La obra se inspira en la yurta, el antiguo refugio nómada: circular, portátil, diseñado para acompañar a sus habitantes a través de vastos paisajes. Mientras el mundo exterior cambia y se transforma, la yurta protege un centro interior: un lugar de encuentro, memoria y retorno. Ese es precisamente el gesto que la Casa del Silencio ofrece a sus visitantes.
La experiencia comienza con un acto de entrega: se quitan los zapatos y se atraviesa un pasillo oscuro, un umbral entre el ruido del mundo y lo que yace en su interior. Al final, el espacio se abre: una sala circular de 36 metros cuadrados y casi cinco metros de altura, silenciosa gracias al fieltro e iluminada desde arriba por una abertura cenital que dirige la luz hacia abajo como un hilo que conecta el interior con el cielo. El suelo absorbe el sonido; los materiales suavizan el ambiente acústico.
Todo ha sido diseñado para crear una burbuja de silencio, un contraste deliberado con el ritmo de la ciudad y la feria. En el centro, casi como un corazón, cuelga «Mi hogar en silencio»: una gran pieza de lino crudo pintada con pastel y carboncillo, atada con cuerdas de fieltro. Sus trazos evocan algo entre pinturas rupestres y mapas de la memoria: fragmentos, huellas, sensaciones que el cuerpo reconoce antes de que la mente pueda nombrarlas.
La instalación también incorpora momentos performativos: breves intervenciones diarias donde el aroma de las rosas, el sonido y el silencio colectivo convergen para activar la memoria de forma involuntaria. Porque la memoria, en esta obra, no es nostalgia, sino la herramienta principal para reencontrarse con uno mismo.

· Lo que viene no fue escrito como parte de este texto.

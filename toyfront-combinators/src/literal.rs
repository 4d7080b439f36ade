use crate::Parser;

/// Matches a fixed piece of text at the cursor.
///
/// The empty literal always matches and consumes nothing, as long as the cursor is
/// inside the input (the end of the input counts as inside).
#[derive(Debug, Clone, Copy, PartialEq, Eq)]
pub struct Literal<'t> {
    text: &'t str,
}

impl<'t> Literal<'t> {
    pub const fn new(text: &'t str) -> Self {
        Self { text }
    }

    pub fn text(&self) -> &'t str {
        self.text
    }
}

impl Parser for Literal<'_> {
    type Output = ();

    fn parse(&self, input: &str, cursor: &mut usize) -> Option<()> {
        let rest = input.get(*cursor..)?;
        if !rest.starts_with(self.text) {
            return None;
        }

        log::trace!("matched {:?} at {}", self.text, *cursor);
        *cursor += self.text.len();
        Some(())
    }
}
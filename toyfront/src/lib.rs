#![doc = include_str!("../README.md")]
//! ## Modules
//!
//! * [`ast`]: syntax tree nodes
//! * [`parse`]: parsers producing those nodes
//! * [`verify`]: comparing parse results against expectations (feature `harness`)
#![cfg_attr(docsrs, feature(doc_auto_cfg, doc_cfg))]

pub use toyfront_combinators::*;

pub mod ast;
pub mod parse;

#[cfg(feature = "harness")]
pub mod verify;

#[cfg(test)]
#[ctor::ctor]
fn init() {
    let _ = env_logger::builder().is_test(true).try_init();
}
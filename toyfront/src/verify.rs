//! Comparing parser results against expected nodes.
//!
//! A result is either a node or nothing (the parse failed). When rendered for a report,
//! a missing node is shown as `nullptr`.
use crate::ast::Expression;
use crate::parse::BooleanLiteral;
use thiserror::Error;
use toyfront_combinators::{Input, Parser};

const MISSING: &str = "nullptr";

/// Two results that should have been equal, rendered for a report.
#[derive(Error, Debug, Clone, PartialEq, Eq)]
#[error("NOT EQUAL: \n\tLeft hand side: ({lhs})\n\tRight hand side: ({rhs})")]
pub struct Mismatch {
    pub lhs: String,
    pub rhs: String,
}

fn render(expr: Option<&Expression>) -> String {
    expr.map_or_else(|| MISSING.to_string(), Expression::to_string)
}

/// Checks two results for equality.
///
/// Two missing nodes are equal, a missing node never equals a present one,
/// and two present nodes are compared structurally.
pub fn assert_equal(lhs: Option<&Expression>, rhs: Option<&Expression>) -> Result<(), Mismatch> {
    if lhs == rhs {
        return Ok(());
    }

    let mismatch = Mismatch {
        lhs: render(lhs),
        rhs: render(rhs),
    };
    log::error!("{mismatch}");
    Err(mismatch)
}

/// A named list of inputs and the node each one should parse to.
pub struct Suite<P> {
    name: &'static str,
    parser: P,
    cases: Vec<(&'static str, Option<Expression>)>,
}

impl<P: Parser<Output = Expression>> Suite<P> {
    pub fn new(name: &'static str, parser: P) -> Self {
        Self {
            name,
            parser,
            cases: Vec::new(),
        }
    }

    pub fn case(mut self, input: &'static str, expected: Option<Expression>) -> Self {
        self.cases.push((input, expected));
        self
    }

    pub fn name(&self) -> &'static str {
        self.name
    }

    pub fn len(&self) -> usize {
        self.cases.len()
    }

    pub fn is_empty(&self) -> bool {
        self.cases.is_empty()
    }

    /// Parses every input once, from its start, and returns the cases that did not match.
    pub fn run(&self) -> Vec<(&'static str, Mismatch)> {
        log::info!("running suite {} ({} cases)", self.name, self.cases.len());

        self.cases
            .iter()
            .filter_map(|(text, expected)| {
                let actual = Input::new(text).run(&self.parser);
                assert_equal(actual.as_ref(), expected.as_ref())
                    .err()
                    .map(|mismatch| (*text, mismatch))
            })
            .collect()
    }
}

/// The boolean literal cases: both keywords, and inputs that must not match.
pub fn boolean_literal_suite() -> Suite<BooleanLiteral> {
    Suite::new("parse boolean literal", BooleanLiteral::new())
        .case("true", Some(Expression::BooleanLiteral(true)))
        .case("false", Some(Expression::BooleanLiteral(false)))
        .case("", None)
        .case("tru", None)
        .case("alse", None)
        .case("asdf", None)
}
use std::collections::VecDeque;
use std::thread::ThreadId;

use crate::sync::Mutex;
use crate::core::context::TaskContext;
use crate::core::pool::TaskPool;
use crate::core::task::{ScheduledTask, TaskFn, TaskType};

/// A FIFO queue with no worker threads, drained only by explicit pumping
/// from the main thread.
///
/// Any thread may enqueue; only the thread that constructed the pool may
/// drain it. Render-affecting mutations and anything else that must not race
/// the render step gets packaged as a task here instead of touching shared
/// state directly.
pub struct MainThreadTaskPool {
    queue: Mutex<VecDeque<ScheduledTask>>,
    /// The constructing thread. The only thread allowed to pump.
    main_thread: ThreadId,
    /// Handed to main-thread tasks as their follow-on pool.
    small_pool: TaskPool,
}

impl MainThreadTaskPool {
    /// Captures the calling thread as the main thread.
    pub fn new(small_pool: TaskPool) -> Self {
        MainThreadTaskPool {
            queue: Mutex::new(VecDeque::new()),
            main_thread: std::thread::current().id(),
            small_pool,
        }
    }

    /// Thread-safe enqueue. Never blocks beyond the queue lock.
    pub fn add_task<F>(&self, f: F)
    where F: FnOnce(&TaskContext) + Send + 'static
    {
        self.queue.lock().unwrap()
            .push_back(ScheduledTask::new(TaskType::MainThread, Box::new(f)));
    }

    pub fn add_tasks<I>(&self, tasks: I)
    where I: IntoIterator<Item = TaskFn>
    {
        let mut queue = self.queue.lock().unwrap();
        queue.extend(tasks.into_iter().map(|f| ScheduledTask::new(TaskType::MainThread, f)));
    }

    /// Drain and execute every task queued at the time of the call, in FIFO
    /// order, synchronously on the calling thread.
    ///
    /// The queue is swapped out under the lock, so tasks enqueued *during*
    /// the drain (including by a running task) are left for the next pump.
    /// That keeps the call bounded by the queue depth at entry instead of
    /// chasing re-entrant submissions forever.
    ///
    /// Calling this from any thread other than the one that constructed the
    /// pool is a programmer error and fails loudly.
    pub fn perform_tasks(&self) {
        assert_eq!(
            std::thread::current().id(), self.main_thread,
            "MainThreadTaskPool::perform_tasks called off the main thread"
        );

        profiling::scope!("main thread tasks");

        let snapshot = std::mem::take(&mut *self.queue.lock().unwrap());
        for task in snapshot {
            task.execute(&self.small_pool);
        }
    }
}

La colaboración entre Vuslat y Sana nació precisamente de ese lugar: se conocieron en un momento en que el silencio era necesario para ambos, como una forma de sanación, como una manera de tomar distancia. Uno es de Turquía, el otro de Túnez. Ambos saben lo que significa construir un sentido de hogar a partir de la condición de estar en múltiples lugares a la vez, y a la vez en ninguno. La instalación también se creó en diálogo con artesanos mexicanos: la herrería estructural del taller de Pablo Reyes en el Estado de México y la artesanía textil de la costurera Martha Cedillo en Hidalgo, honrando la habilidad manual como fundamento de la identidad y la memoria colectiva.
La Casa del Silencio se concibe como nómada: puede viajar, adaptarse, y este es solo el primer capítulo de una serie en expansión. Lo que los visitantes se llevan consigo al marcharse es difícil de definir: quizás una pregunta sobre qué significa el hogar para ellos, quizás la confianza: en sí mismos, en los demás, en la vida. Ambos creadores prefieren no decir demasiado. Es algo por descubrir, no por explicar. Y eso, en un mundo saturado de palabras, ya es un acto de valentía.